中院西厢房。
贾东旭正坐在桌前啃着杂面窝头。听见外面的动静,他放下窝头,凑到窗户边,透过窗户纸上的小洞往外瞅。
外面,沈砚正带着杨文学往何家正房走。
贾东旭咬紧了后槽牙。沈砚那身挺拔的衣服,还有杨文学手里拎着的酒肉,看得他直泛酸水。以前杨文学在院里见到自己,都得低着头喊一声东旭哥。现在倒好,穿上了公家的工装,连看都不往西厢房看一眼。
“看什么呢?饭都不吃。”
贾张氏端着一碗棒子面粥走过来,顺着窗户缝往外一瞅,顿时撇了撇嘴,“呸!神气什么?不就是瞎猫碰上死耗子认了个师傅?毛都没长齐的半大小子,公家居然给他开二十七块五的工钱,他也不怕这钱烫手!”
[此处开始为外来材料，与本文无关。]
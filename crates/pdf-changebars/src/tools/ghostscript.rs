//! Ghostscript rasterizer

use super::{Rasterizer, run_tool};
use crate::geometry::CropGeometry;
use crate::types::Result;
use std::path::{Path, PathBuf};
use std::process::Command;

const PAGE_PATTERN: &str = "page-%05d.png";

/// Rasterizes with `gs`, shifting each page so the crop lands at the origin.
#[derive(Debug, Clone)]
pub struct GhostscriptRasterizer {
    binary: String,
}

impl GhostscriptRasterizer {
    pub fn new(binary: impl Into<String>) -> Self {
        Self {
            binary: binary.into(),
        }
    }

    pub(crate) fn args(
        &self,
        input: &Path,
        geometry: &CropGeometry,
        dpi: u32,
        out_dir: &Path,
    ) -> Vec<String> {
        vec![
            "-q".to_string(),
            "-dSAFER".to_string(),
            "-dBATCH".to_string(),
            "-dNOPAUSE".to_string(),
            "-sDEVICE=pnggray".to_string(),
            format!("-r{}", dpi),
            format!("-g{}x{}", geometry.pixel_width, geometry.pixel_height),
            format!("-sOutputFile={}", out_dir.join(PAGE_PATTERN).display()),
            "-c".to_string(),
            format!(
                "<</Install {{{} {} translate}}>> setpagedevice",
                geometry.offset_left, geometry.offset_bottom
            ),
            "-f".to_string(),
            input.display().to_string(),
        ]
    }
}

impl Default for GhostscriptRasterizer {
    fn default() -> Self {
        Self::new("gs")
    }
}

impl Rasterizer for GhostscriptRasterizer {
    fn rasterize(
        &self,
        input: &Path,
        geometry: &CropGeometry,
        dpi: u32,
        out_dir: &Path,
    ) -> Result<Vec<PathBuf>> {
        run_tool(Command::new(&self.binary).args(self.args(input, geometry, dpi, out_dir)))?;

        let mut images = Vec::new();
        for entry in std::fs::read_dir(out_dir)? {
            let path = entry?.path();
            if path.extension().is_some_and(|ext| ext == "png") {
                images.push(path);
            }
        }
        // Zero-padded names sort in page order
        images.sort();
        Ok(images)
    }
}

#[cfg(test)]
mod tests {
    use super::*;

    #[test]
    fn builds_translate_install_proc() {
        let geometry = CropGeometry {
            pixel_width: 16,
            pixel_height: 270,
            offset_left: -21,
            offset_bottom: -72,
        };
        let args = GhostscriptRasterizer::default().args(
            Path::new("in.pdf"),
            &geometry,
            30,
            Path::new("/tmp/raster"),
        );
        assert!(args.contains(&"-r30".to_string()));
        assert!(args.contains(&"-g16x270".to_string()));
        assert!(args.contains(&"<</Install {-21 -72 translate}>> setpagedevice".to_string()));
        assert_eq!(args.last().map(String::as_str), Some("in.pdf"));
        assert!(
            args.iter()
                .any(|a| a.starts_with("-sOutputFile=") && a.ends_with("page-%05d.png"))
        );
    }

    #[cfg(unix)]
    #[test]
    fn collects_images_in_page_order() {
        let bin = tempfile::TempDir::new().unwrap();
        let out = tempfile::TempDir::new().unwrap();
        let script = crate::tools::stub_tool(
            bin.path(),
            "gs",
            r#"for arg in "$@"; do
  case "$arg" in -sOutputFile=*) pattern="${arg#-sOutputFile=}" ;; esac
done
dir=$(dirname "$pattern")
touch "$dir/page-00002.png" "$dir/page-00001.png" "$dir/gs.log""#,
        );

        let geometry = CropGeometry {
            pixel_width: 10,
            pixel_height: 220,
            offset_left: 0,
            offset_bottom: 0,
        };
        let images = GhostscriptRasterizer::new(script.to_string_lossy())
            .rasterize(Path::new("in.pdf"), &geometry, 20, out.path())
            .unwrap();

        assert_eq!(
            images,
            vec![out.path().join("page-00001.png"), out.path().join("page-00002.png")]
        );
    }
}
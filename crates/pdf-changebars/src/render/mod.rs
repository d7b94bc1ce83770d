//! Merging an annotation plan into a PDF document
//!
//! The plan is written straight into the loaded `lopdf` document:
//! link and label annotations on each directive's page, and one outline
//! item per section under the catalog's `/Outlines`.

mod annotations;
mod appearance;
mod outline;

pub use appearance::label_appearance;

use crate::layout::AnnotationPlan;
use crate::types::{ChangebarError, PageIndex, Result};
use lopdf::{Document, ObjectId};
use std::collections::BTreeMap;

/// Page number → page object id
pub(crate) struct PageMap(BTreeMap<u32, ObjectId>);

impl PageMap {
    pub(crate) fn new(doc: &Document) -> Self {
        Self(doc.get_pages())
    }

    pub(crate) fn get(&self, page: PageIndex) -> Result<ObjectId> {
        self.0.get(&page.get()).copied().ok_or_else(|| {
            ChangebarError::Config(format!(
                "Page {} is out of range (document has {} pages)",
                page,
                self.0.len()
            ))
        })
    }
}

/// Add every directive and outline entry of `plan` to `doc`.
pub fn apply_plan(doc: &mut Document, plan: &AnnotationPlan, font_size: f32) -> Result<()> {
    if plan.is_empty() {
        return Ok(());
    }

    let pages = PageMap::new(doc);
    let font_id = annotations::add_label_font(doc);

    for directive in &plan.directives {
        annotations::add_directive(doc, &pages, directive, font_id, font_size)?;
    }

    outline::add_outline(doc, &pages, &plan.outline, plan.page_height)?;

    log::debug!(
        "Applied {} directives and {} outline entries",
        plan.directives.len(),
        plan.outline.len()
    );
    Ok(())
}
贾东旭听见这话,心里那团火越烧越旺。他在轧钢厂钳工车间当学徒,累死累活一个月才拿十几块钱。凭什么?
“就是个做点心的厨子,能有什么出息?”贾张氏翻了个白眼,“东旭,你好好跟着易中海学技术,将来比他们强百倍!”
贾东旭没吭声,嘴里的窝头嚼得嘎吱作响。这仇,他算是单方面记下了。
何家门前。
沈砚抬手敲门。“笃笃笃。”
门里传来一阵急促的脚步声。“来了来了!”
门板拉开,何雨柱围着个油乎乎的围裙站在门槛里。他个头已经窜得老高,身板结实,看见门外站着的沈砚,何雨柱愣了半秒。
他爹下午千叮咛万嘱咐,说今晚要请一位改变他命运的大恩人,让他必须收起那副混不吝的脾气。现在看见沈砚这张比自己大不了几岁的脸,何雨柱咽了口唾沫。这声“叔”实在有点烫嘴。